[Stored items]
▶

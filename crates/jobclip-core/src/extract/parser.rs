//! Heuristic job posting parser combining the line rules.

use tracing::{debug, info};

use crate::models::submission::{ExtractedFields, RawSubmission};

use super::rules::{
    best_match, strip_noise_lines, CompanyExtractor, FieldExtractor, FieldMatch,
    LabeledExtractor, TitleExtractor,
};
use super::{PostingExtractor, Result};

/// Number of leading non-empty lines scanned for candidates.
pub const SCAN_WINDOW: usize = 10;

/// Minimum confidence for accepting a field.
pub const MIN_CONFIDENCE: f32 = 0.5;

/// Result of field extraction.
#[derive(Debug, Clone)]
pub struct Extraction {
    /// Best-guess fields, blank when nothing confident was found.
    pub fields: ExtractedFields,
    /// Match behind the title guess.
    pub title_match: Option<FieldMatch>,
    /// Match behind the company guess.
    pub company_match: Option<FieldMatch>,
    /// Original text, untouched.
    pub body: String,
    /// Extraction warnings.
    pub warnings: Vec<String>,
}

impl Extraction {
    /// The body with noise lines removed.
    pub fn cleaned_body(&self) -> String {
        strip_noise_lines(&self.body)
    }
}

/// Trait for job posting parsing.
pub trait PostingParser {
    /// Parse a posting that is already known to be non-empty.
    fn parse(&self, submission: &RawSubmission) -> Extraction;
}

/// Line-based heuristic parser.
pub struct HeuristicParser {
    /// Number of leading lines to scan.
    scan_window: usize,
    /// Minimum confidence for accepting fields.
    min_confidence: f32,
}

impl HeuristicParser {
    /// Create a new parser with default settings.
    pub fn new() -> Self {
        Self {
            scan_window: SCAN_WINDOW,
            min_confidence: MIN_CONFIDENCE,
        }
    }

    /// Set the number of leading lines to scan.
    pub fn with_scan_window(mut self, lines: usize) -> Self {
        self.scan_window = lines;
        self
    }

    /// Set minimum confidence threshold.
    pub fn with_min_confidence(mut self, confidence: f32) -> Self {
        self.min_confidence = confidence;
        self
    }

    fn accept(&self, candidate: Option<FieldMatch>) -> Option<FieldMatch> {
        candidate.filter(|m| m.confidence >= self.min_confidence)
    }
}

impl Default for HeuristicParser {
    fn default() -> Self {
        Self::new()
    }
}

impl PostingParser for HeuristicParser {
    fn parse(&self, submission: &RawSubmission) -> Extraction {
        let mut warnings = Vec::new();
        let window: Vec<&str> = submission.lines().take(self.scan_window).collect();

        info!("Scanning {} of the posting's lines for fields", window.len());

        // A labeled title only outranks a keyword line when it carries a keyword itself
        let title_match = self.accept(best_match(
            [
                LabeledExtractor::title().extract(&window),
                TitleExtractor::new().extract(&window),
            ]
            .into_iter()
            .flatten()
            .collect(),
        ));

        // Labels beat positional guesses
        let company_match = self
            .accept(LabeledExtractor::company().extract(&window).or_else(|| {
                CompanyExtractor::new()
                    .anchored_at(title_match.as_ref().map(|m| m.line))
                    .extract(&window)
            }))
            .filter(|company| {
                title_match
                    .as_ref()
                    .is_none_or(|title| !title.value.eq_ignore_ascii_case(&company.value))
            });

        if title_match.is_none() {
            warnings.push("Could not find a job title".to_string());
        }
        if company_match.is_none() {
            warnings.push("Could not find a company name".to_string());
        }

        debug!(
            "Extracted title {:?} and company {:?}",
            title_match.as_ref().map(|m| (&m.value, m.confidence)),
            company_match.as_ref().map(|m| (&m.value, m.confidence)),
        );

        Extraction {
            fields: ExtractedFields::new(
                title_match.as_ref().map(|m| m.value.clone()),
                company_match.as_ref().map(|m| m.value.clone()),
            ),
            title_match,
            company_match,
            body: submission.text().to_string(),
            warnings,
        }
    }
}

impl PostingExtractor for HeuristicParser {
    fn extract_from_text(&self, text: &str) -> Result<Extraction> {
        let submission = RawSubmission::new(text)?;
        Ok(self.parse(&submission))
    }
}

#[cfg(test)]
mod tests {
    use super::*;
    use crate::error::ExtractionError;
    use pretty_assertions::assert_eq;

    fn extract(text: &str) -> Extraction {
        HeuristicParser::new().extract_from_text(text).unwrap()
    }

    #[test]
    fn test_parse_about_the_job_posting() {
        let text = "About the job\nSenior Software Engineer\nAcme Corp\nSeniority level: Mid\n...";
        let result = extract(text);

        assert_eq!(result.fields.title.as_deref(), Some("Senior Software Engineer"));
        assert_eq!(result.fields.company.as_deref(), Some("Acme Corp"));
        assert_eq!(result.body, text);
        assert!(result.warnings.is_empty());
    }

    #[test]
    fn test_parse_linkedin_style_posting() {
        let text = r#"
            Acme Corp logo
            Acme Corp
            Share
            Show more options
            Staff Data Engineer
            Acme Corp · Austin, TX (Hybrid)
            Reposted 2 weeks ago · Over 100 applicants
            Full-time
            Easy Apply
            Save job

            About the job
            We build things.
        "#;
        let result = extract(text);

        assert_eq!(result.fields.title.as_deref(), Some("Staff Data Engineer"));
        assert_eq!(result.fields.company.as_deref(), Some("Acme Corp"));
        assert_eq!(result.company_match.unwrap().line, 5);
    }

    #[test]
    fn test_labeled_fields_win() {
        let text = "Senior Software Engineer\nGlobex\nJob Title: Platform Engineer\nCompany: Initech\n";
        let result = extract(text);

        assert_eq!(result.fields.title.as_deref(), Some("Platform Engineer"));
        assert_eq!(result.fields.company.as_deref(), Some("Initech"));
    }

    #[test]
    fn test_keyword_line_beats_labeled_metadata() {
        let result = extract("Senior Software Engineer\nAcme Corp\nPosition: Full-time\nWe build things.");
        assert_eq!(result.fields.title.as_deref(), Some("Senior Software Engineer"));
        assert_eq!(result.fields.company.as_deref(), Some("Acme Corp"));

        let result = extract("Role: Barista Lead Trainer\nData Analyst\nAcme Corp\nTitle: Coffee Expert");
        assert_eq!(result.fields.title.as_deref(), Some("Barista Lead Trainer"));

        let result = extract("Title: Coffee Expert\nData Analyst\nAcme Corp");
        assert_eq!(result.fields.title.as_deref(), Some("Data Analyst"));
        assert_eq!(result.fields.company.as_deref(), Some("Acme Corp"));
    }

    #[test]
    fn test_labeled_title_without_keyword_line() {
        let result = extract("Position: Barista\nBean There Coffee\nWe pour coffee.");
        assert_eq!(result.fields.title.as_deref(), Some("Barista"));
        assert_eq!(result.fields.company.as_deref(), Some("Bean There Coffee"));
    }

    #[test]
    fn test_company_with_legal_suffix() {
        let result = extract("Senior Software Engineer\nAcme, Inc.\nWe build things.");
        assert_eq!(result.fields.company.as_deref(), Some("Acme, Inc."));
        assert!(result.warnings.is_empty());
    }

    #[test]
    fn test_min_confidence_threshold() {
        let text = "join our team\nBarista Team Member\n";
        assert_eq!(extract(text).fields.title.as_deref(), Some("Barista Team Member"));

        let strict = HeuristicParser::new()
            .with_min_confidence(0.6)
            .extract_from_text(text)
            .unwrap();
        assert!(strict.fields.title.is_none());
        assert_eq!(strict.warnings.len(), 2);
    }

    #[test]
    fn test_noise_lines_never_selected() {
        let text = "Company logo\nSeniority level: Director\nEmployment type\nView profile\nSee who you know";
        let result = extract(text);

        assert_eq!(result.fields, ExtractedFields::default());
        assert_eq!(result.warnings.len(), 2);
    }

    #[test]
    fn test_low_confidence_leaves_fields_blank() {
        let result = extract("we are hiring\nlots of fun\n");
        assert!(result.fields.title.is_none());
        assert!(result.fields.company.is_none());
    }

    #[test]
    fn test_keyword_outside_window_is_ignored() {
        let mut text = String::new();
        for i in 0..SCAN_WINDOW {
            text.push_str(&format!("line number {i}\n"));
        }
        text.push_str("Security Engineer\n");

        assert!(extract(&text).fields.title.is_none());

        let wide = HeuristicParser::new()
            .with_scan_window(SCAN_WINDOW + 1)
            .extract_from_text(&text)
            .unwrap();
        assert_eq!(wide.fields.title.as_deref(), Some("Security Engineer"));
    }

    #[test]
    fn test_empty_text_is_an_error() {
        let err = HeuristicParser::new().extract_from_text(" \n ").unwrap_err();
        assert!(matches!(err, ExtractionError::EmptyInput));
    }

    #[test]
    fn test_cleaned_body_drops_noise_only() {
        let result = extract("Senior Software Engineer\nAcme Corp\nSeniority level: Mid\nWe build things.\n");
        assert_eq!(
            result.cleaned_body(),
            "Senior Software Engineer\nAcme Corp\nWe build things.\n"
        );
    }
}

◀

Could you please retype the lines from the start of the data through the line with "the number of leading lines to scan.", both included, and nothing else?

**Answer**
filename crates/jobclip-core/src/extract/parser.rs
//! Heuristic job posting parser combining the line rules.

use tracing::{debug, info};

use crate::models::submission::{ExtractedFields, RawSubmission};

use super::rules::{
    best_match, strip_noise_lines, CompanyExtractor, FieldExtractor, FieldMatch,
    LabeledExtractor, TitleExtractor,
};
use super::{PostingExtractor, Result};

/// Number of leading non-empty lines scanned for candidates.
pub const SCAN_WINDOW: usize = 10;

/// Minimum confidence for accepting a field.
pub const MIN_CONFIDENCE: f32 = 0.5;

/// Result of field extraction.
#[derive(Debug, Clone)]
pub struct Extraction {
    /// Best-guess fields, blank when nothing confident was found.
    pub fields: ExtractedFields,
    /// Match behind the title guess.
    pub title_match: Option<FieldMatch>,
    /// Match behind the company guess.
    pub company_match: Option<FieldMatch>,
    /// Original text, untouched.
    pub body: String,
    /// Extraction warnings.
    pub warnings: Vec<String>,
}

impl Extraction {
    /// The body with noise lines removed.
    pub fn cleaned_body(&self) -> String {
        strip_noise_lines(&self.body)
    }
}

/// Trait for job posting parsing.
pub trait PostingParser {
    /// Parse a posting that is already known to be non-empty.
    fn parse(&self, submission: &RawSubmission) -> Extraction;
}

/// Line-based heuristic parser.
pub struct HeuristicParser {
    /// Number of leading lines to scan.
    scan_window: usize,
    /// Minimum confidence for accepting fields.
    min_confidence: f32,
}

impl HeuristicParser {
    /// Create a new parser with default settings.
    pub fn new() -> Self {
        Self {
            scan_window: SCAN_WINDOW,
            min_confidence: MIN_CONFIDENCE,
        }
    }

    /// Set the number of leading lines to scan.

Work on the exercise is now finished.